- _What the task asks_:
Look through the lines below and extract each one that contains "List".

Start of The records

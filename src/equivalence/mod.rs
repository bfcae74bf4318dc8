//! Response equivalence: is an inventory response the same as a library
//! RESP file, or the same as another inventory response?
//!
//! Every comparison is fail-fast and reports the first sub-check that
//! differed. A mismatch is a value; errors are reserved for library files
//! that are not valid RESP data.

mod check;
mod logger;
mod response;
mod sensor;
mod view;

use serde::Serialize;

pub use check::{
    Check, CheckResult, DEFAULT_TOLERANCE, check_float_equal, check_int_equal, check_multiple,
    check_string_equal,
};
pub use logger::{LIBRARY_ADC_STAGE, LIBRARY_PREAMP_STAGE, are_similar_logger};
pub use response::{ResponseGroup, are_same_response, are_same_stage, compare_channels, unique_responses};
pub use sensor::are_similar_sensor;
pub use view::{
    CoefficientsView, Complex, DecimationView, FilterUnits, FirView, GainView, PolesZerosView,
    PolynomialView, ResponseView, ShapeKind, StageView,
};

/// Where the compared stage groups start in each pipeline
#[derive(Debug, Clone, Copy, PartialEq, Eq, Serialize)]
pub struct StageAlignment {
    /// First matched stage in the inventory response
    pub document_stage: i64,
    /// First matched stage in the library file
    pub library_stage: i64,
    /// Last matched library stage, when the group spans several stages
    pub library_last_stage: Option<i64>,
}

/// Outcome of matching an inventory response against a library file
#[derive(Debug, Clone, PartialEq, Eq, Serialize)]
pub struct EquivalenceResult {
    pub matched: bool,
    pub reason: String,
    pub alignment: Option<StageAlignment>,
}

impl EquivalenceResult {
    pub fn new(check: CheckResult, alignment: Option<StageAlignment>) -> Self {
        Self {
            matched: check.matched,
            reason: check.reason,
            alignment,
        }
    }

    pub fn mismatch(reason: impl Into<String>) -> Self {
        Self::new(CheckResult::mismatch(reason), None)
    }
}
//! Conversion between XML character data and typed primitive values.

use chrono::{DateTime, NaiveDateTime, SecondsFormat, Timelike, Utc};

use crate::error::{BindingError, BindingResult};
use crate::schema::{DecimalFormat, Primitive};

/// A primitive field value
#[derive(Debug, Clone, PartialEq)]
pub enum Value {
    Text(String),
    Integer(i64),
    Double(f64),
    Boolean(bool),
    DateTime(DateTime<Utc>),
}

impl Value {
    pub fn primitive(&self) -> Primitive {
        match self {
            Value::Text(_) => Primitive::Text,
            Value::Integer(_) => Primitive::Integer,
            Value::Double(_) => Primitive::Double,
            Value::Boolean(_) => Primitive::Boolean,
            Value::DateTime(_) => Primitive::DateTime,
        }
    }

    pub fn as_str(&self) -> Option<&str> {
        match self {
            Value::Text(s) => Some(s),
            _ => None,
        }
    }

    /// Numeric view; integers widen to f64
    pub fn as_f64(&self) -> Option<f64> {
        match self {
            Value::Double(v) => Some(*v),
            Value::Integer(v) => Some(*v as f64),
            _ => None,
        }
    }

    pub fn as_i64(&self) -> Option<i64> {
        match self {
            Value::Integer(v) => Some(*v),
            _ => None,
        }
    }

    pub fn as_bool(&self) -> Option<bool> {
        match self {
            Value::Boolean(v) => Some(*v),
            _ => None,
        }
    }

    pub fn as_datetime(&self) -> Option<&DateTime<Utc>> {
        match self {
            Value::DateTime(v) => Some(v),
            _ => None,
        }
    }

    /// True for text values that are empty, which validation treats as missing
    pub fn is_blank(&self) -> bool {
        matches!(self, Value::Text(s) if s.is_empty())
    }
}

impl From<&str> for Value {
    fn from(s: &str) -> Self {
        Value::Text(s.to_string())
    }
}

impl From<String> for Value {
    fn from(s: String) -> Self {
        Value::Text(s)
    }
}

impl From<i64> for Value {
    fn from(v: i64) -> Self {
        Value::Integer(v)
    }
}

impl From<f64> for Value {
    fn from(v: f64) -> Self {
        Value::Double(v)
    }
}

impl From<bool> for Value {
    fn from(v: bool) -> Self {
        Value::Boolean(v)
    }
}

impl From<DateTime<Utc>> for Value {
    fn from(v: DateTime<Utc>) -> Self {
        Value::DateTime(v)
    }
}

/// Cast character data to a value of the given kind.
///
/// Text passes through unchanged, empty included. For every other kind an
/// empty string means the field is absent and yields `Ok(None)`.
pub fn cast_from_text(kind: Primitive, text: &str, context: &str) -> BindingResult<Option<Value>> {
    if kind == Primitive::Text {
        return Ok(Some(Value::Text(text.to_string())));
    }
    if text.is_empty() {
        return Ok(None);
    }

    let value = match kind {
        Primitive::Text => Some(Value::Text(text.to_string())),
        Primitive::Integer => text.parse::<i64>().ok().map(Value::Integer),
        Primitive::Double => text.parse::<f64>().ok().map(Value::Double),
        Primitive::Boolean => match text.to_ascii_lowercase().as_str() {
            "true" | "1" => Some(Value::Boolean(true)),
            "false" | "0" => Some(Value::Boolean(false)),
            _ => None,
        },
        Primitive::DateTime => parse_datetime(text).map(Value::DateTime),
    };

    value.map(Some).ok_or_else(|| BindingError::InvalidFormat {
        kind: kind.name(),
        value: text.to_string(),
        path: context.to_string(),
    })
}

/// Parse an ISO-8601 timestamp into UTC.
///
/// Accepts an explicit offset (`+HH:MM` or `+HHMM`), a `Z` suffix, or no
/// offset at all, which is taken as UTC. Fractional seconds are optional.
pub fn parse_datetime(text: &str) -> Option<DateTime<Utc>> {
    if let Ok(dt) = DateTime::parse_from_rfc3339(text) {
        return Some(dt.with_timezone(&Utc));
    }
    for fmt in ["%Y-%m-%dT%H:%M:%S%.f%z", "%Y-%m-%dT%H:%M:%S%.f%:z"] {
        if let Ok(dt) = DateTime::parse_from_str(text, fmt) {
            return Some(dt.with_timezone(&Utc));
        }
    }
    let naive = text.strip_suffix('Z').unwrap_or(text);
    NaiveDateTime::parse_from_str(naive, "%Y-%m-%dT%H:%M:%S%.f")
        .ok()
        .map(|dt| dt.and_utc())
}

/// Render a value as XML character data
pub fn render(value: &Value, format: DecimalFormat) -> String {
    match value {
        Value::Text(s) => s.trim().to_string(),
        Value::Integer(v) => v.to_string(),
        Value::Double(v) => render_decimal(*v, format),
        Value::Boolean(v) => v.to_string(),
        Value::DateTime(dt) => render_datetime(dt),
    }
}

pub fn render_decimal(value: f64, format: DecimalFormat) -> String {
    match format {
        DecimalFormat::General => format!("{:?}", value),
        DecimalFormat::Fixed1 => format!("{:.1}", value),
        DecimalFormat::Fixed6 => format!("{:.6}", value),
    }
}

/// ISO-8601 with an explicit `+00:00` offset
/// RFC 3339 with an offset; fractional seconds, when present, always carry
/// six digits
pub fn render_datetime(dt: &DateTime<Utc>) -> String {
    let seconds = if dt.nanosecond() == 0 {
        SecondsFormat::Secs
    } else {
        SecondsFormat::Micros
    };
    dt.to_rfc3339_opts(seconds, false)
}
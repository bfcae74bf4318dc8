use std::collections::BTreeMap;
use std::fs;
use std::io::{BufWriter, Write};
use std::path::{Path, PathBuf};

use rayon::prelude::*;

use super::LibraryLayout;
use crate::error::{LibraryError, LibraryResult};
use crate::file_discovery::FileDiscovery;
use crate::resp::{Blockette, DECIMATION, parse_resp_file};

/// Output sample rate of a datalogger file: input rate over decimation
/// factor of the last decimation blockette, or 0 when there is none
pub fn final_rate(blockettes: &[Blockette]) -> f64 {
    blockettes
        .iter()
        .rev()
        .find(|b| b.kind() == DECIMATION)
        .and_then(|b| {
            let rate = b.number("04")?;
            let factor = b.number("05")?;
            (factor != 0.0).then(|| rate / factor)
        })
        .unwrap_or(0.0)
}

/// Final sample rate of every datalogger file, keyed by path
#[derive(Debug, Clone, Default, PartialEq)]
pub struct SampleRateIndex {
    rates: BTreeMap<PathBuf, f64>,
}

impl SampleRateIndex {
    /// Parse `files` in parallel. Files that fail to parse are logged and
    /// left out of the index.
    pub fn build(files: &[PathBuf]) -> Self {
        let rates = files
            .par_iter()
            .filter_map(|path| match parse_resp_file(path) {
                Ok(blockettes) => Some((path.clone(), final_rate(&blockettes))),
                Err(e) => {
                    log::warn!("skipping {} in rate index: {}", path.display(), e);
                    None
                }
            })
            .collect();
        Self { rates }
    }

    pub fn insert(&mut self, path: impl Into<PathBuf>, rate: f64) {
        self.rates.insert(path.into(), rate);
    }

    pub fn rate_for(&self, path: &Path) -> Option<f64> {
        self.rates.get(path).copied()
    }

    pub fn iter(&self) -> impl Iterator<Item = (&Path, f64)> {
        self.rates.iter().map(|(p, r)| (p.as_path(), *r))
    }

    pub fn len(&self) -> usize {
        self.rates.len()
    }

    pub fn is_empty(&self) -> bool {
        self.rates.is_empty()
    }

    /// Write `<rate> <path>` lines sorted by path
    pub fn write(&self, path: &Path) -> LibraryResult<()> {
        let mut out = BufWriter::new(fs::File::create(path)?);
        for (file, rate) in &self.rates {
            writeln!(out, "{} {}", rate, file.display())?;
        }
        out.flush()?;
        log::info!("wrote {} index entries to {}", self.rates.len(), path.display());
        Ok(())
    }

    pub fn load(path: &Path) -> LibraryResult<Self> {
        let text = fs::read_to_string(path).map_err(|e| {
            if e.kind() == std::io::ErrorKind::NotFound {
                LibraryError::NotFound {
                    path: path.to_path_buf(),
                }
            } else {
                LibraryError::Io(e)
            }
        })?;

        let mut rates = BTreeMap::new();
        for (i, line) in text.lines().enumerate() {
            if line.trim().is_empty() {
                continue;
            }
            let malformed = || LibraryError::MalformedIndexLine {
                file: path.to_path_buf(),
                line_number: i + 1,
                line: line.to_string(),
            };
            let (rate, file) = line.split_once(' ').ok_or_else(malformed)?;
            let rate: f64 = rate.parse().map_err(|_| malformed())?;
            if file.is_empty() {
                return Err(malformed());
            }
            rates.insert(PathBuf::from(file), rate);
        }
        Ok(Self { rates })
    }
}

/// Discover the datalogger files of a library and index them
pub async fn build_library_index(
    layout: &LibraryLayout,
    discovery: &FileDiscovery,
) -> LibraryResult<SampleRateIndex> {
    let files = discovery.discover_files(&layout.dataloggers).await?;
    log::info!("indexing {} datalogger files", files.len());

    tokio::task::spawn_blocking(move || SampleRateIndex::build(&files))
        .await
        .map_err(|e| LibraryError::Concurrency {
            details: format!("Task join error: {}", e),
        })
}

End of The records
Start of The records

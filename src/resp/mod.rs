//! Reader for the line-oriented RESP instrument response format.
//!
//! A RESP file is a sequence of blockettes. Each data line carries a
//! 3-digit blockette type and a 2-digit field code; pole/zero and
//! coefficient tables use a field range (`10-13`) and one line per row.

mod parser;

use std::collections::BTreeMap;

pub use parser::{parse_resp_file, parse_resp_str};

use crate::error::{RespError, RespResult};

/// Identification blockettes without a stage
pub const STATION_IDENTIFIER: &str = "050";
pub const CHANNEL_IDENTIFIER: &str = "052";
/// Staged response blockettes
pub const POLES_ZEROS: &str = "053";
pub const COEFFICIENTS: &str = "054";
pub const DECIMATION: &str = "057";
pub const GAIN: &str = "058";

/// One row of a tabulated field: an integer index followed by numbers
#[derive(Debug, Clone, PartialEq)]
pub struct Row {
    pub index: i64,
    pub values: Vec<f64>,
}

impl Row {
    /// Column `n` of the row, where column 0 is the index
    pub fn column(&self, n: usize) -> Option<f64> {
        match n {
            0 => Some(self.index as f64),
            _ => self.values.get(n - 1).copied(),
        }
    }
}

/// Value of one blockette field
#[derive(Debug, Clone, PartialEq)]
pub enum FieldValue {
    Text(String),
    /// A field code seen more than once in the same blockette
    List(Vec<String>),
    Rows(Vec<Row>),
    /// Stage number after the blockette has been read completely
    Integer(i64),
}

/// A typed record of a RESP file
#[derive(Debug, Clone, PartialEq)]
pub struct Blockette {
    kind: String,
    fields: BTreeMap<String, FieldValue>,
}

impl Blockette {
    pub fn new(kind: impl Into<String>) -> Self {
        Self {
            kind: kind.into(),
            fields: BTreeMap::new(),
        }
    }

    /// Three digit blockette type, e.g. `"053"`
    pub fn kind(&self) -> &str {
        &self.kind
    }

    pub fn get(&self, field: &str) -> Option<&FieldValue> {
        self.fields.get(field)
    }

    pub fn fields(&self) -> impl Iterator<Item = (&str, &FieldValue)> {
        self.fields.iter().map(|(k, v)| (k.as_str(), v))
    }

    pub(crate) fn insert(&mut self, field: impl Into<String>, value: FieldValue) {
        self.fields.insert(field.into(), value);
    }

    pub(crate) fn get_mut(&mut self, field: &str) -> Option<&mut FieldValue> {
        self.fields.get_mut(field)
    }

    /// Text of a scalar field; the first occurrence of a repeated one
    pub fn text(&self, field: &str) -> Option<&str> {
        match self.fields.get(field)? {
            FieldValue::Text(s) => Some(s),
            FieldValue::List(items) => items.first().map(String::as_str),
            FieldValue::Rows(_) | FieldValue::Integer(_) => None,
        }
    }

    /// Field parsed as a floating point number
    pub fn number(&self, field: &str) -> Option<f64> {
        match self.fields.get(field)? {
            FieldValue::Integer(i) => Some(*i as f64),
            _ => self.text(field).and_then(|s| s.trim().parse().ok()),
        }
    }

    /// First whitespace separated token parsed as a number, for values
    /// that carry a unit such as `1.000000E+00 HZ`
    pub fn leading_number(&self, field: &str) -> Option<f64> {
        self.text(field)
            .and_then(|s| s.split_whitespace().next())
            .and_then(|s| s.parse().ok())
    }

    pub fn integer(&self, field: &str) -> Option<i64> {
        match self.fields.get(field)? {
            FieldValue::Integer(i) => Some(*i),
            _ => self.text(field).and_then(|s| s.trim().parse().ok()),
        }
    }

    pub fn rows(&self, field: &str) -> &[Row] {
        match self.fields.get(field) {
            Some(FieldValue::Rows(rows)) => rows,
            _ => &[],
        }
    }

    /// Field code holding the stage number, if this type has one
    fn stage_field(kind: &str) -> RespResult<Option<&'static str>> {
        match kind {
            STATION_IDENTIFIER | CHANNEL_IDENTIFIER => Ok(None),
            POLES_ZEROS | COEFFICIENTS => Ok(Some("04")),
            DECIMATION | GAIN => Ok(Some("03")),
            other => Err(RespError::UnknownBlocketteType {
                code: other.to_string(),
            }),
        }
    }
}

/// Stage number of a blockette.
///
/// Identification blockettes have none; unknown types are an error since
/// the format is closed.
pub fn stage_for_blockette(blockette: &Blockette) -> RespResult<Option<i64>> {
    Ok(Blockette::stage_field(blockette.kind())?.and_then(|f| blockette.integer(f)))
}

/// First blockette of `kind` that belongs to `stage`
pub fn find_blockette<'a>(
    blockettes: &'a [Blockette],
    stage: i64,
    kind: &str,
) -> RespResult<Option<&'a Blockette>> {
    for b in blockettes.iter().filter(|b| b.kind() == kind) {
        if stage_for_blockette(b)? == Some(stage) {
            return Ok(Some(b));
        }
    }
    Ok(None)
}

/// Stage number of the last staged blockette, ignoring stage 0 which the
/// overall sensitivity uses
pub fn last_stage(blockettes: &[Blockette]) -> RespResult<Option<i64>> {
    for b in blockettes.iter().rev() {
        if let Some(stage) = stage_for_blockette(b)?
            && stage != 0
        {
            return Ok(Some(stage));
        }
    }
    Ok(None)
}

End of The records
Start of The records

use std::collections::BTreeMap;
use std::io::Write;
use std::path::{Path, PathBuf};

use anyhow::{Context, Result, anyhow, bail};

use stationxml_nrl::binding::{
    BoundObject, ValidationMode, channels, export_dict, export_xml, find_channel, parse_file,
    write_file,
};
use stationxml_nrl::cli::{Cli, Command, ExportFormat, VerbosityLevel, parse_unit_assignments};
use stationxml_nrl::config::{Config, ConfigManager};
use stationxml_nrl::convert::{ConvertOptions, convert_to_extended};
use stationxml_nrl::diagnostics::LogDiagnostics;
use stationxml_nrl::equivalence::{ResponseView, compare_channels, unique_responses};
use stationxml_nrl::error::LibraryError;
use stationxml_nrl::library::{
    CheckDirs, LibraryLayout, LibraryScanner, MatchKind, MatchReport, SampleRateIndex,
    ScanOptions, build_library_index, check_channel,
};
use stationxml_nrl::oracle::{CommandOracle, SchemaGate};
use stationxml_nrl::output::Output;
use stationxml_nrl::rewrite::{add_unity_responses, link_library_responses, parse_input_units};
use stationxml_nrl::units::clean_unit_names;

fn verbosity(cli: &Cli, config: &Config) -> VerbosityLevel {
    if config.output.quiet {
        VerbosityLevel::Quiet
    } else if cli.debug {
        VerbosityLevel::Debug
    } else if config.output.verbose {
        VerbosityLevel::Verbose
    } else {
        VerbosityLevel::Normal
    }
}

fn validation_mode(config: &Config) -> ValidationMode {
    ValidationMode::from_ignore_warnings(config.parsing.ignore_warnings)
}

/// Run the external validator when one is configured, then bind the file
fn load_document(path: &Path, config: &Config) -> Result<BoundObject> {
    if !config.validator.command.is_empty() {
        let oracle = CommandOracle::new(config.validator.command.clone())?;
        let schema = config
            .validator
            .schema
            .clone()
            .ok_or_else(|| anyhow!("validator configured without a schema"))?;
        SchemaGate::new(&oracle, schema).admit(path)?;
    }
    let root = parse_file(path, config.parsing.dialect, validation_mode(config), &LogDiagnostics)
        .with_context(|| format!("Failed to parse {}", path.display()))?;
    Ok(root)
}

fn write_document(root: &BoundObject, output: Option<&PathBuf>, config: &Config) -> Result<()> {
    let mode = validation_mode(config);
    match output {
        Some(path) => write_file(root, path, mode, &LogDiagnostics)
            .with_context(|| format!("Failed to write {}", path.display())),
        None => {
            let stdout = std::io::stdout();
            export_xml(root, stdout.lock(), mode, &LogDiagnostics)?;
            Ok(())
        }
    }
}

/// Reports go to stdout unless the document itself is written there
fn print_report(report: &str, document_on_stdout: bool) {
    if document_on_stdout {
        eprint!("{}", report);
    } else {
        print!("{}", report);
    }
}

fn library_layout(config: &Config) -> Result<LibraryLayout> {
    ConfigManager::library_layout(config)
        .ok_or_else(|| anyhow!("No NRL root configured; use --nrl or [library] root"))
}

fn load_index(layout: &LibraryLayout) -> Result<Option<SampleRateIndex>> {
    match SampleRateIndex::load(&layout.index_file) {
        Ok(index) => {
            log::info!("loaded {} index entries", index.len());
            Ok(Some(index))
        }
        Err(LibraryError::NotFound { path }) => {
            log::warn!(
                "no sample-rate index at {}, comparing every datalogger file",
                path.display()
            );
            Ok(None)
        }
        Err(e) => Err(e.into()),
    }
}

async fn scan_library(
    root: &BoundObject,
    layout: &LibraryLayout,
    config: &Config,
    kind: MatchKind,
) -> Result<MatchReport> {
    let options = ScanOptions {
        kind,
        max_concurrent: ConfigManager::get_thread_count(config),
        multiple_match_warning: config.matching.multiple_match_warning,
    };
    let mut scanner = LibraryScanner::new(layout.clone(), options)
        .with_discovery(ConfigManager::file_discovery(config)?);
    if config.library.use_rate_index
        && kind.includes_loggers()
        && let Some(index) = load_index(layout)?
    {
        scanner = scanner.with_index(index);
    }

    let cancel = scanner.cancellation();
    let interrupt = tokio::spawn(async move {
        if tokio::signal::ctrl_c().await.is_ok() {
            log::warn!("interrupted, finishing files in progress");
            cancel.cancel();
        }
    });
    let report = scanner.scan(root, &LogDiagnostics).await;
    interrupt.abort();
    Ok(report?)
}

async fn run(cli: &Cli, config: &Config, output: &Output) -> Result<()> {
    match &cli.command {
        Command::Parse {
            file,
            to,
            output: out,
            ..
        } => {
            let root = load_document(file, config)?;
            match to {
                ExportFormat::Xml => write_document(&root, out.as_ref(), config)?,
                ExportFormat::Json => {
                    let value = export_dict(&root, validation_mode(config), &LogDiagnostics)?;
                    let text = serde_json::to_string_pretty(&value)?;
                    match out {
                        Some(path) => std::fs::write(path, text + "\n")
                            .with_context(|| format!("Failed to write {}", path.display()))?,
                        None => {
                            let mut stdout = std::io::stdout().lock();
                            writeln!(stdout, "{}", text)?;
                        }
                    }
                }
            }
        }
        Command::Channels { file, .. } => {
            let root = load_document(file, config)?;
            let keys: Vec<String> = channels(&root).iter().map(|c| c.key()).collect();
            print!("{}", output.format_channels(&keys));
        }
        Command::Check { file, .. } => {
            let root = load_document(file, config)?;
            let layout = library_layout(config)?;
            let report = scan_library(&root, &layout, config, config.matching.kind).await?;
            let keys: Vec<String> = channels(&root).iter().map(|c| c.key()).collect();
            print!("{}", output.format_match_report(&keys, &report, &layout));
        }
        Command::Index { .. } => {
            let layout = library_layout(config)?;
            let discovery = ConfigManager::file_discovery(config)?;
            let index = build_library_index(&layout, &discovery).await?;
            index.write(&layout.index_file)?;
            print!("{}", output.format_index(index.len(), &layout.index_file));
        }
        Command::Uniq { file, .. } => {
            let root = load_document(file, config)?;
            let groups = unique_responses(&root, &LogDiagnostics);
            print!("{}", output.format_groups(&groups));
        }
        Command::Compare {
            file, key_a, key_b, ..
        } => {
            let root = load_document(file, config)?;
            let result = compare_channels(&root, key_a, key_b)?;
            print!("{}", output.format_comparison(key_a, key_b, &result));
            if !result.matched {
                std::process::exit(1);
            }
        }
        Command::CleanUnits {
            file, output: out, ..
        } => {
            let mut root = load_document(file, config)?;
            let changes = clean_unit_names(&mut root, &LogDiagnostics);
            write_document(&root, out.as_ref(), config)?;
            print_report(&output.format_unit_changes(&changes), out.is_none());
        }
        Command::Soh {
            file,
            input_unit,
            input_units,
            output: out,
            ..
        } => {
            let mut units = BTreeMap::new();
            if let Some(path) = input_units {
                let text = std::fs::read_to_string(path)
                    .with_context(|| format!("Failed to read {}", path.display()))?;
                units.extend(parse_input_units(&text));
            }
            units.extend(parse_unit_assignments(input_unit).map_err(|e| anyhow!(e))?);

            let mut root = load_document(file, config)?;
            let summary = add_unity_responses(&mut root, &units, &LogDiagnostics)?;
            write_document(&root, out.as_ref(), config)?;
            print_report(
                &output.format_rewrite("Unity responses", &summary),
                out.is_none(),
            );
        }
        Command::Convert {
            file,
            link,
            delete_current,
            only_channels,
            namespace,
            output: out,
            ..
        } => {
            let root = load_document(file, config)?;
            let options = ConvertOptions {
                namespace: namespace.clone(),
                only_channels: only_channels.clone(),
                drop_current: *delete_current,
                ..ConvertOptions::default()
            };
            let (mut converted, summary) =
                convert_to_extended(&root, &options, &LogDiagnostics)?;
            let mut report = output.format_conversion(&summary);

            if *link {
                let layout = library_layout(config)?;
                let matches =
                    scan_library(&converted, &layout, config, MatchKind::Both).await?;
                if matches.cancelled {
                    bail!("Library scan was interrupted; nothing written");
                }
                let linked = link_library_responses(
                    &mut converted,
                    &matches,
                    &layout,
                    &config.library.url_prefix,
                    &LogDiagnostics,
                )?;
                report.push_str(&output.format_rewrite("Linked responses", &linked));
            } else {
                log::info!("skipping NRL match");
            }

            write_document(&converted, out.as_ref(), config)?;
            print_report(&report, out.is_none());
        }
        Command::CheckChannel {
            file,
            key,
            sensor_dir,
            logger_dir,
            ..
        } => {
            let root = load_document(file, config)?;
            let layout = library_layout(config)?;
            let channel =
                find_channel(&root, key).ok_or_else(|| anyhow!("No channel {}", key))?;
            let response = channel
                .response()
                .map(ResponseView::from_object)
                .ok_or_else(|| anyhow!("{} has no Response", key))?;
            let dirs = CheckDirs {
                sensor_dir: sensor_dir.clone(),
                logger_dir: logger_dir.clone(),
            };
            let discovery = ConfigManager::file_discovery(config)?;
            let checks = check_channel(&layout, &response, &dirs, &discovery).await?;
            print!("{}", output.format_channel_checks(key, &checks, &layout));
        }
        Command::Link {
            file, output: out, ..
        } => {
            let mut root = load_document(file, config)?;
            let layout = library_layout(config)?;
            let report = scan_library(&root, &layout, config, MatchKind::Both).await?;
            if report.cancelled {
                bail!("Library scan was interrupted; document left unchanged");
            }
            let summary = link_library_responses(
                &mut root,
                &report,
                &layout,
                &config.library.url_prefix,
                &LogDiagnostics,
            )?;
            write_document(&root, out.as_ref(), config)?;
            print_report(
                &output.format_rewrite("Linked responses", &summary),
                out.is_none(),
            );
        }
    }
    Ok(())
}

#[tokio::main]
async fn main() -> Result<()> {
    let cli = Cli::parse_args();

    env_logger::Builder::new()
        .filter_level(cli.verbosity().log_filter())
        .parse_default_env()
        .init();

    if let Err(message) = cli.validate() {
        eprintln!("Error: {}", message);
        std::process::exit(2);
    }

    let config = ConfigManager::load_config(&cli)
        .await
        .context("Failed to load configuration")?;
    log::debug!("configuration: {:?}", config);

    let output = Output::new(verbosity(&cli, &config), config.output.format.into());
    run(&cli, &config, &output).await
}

End of The records

- _Completed task_:
    List(Vec<String>),
            FieldValue::List(items) => items.first().map(String::as_str),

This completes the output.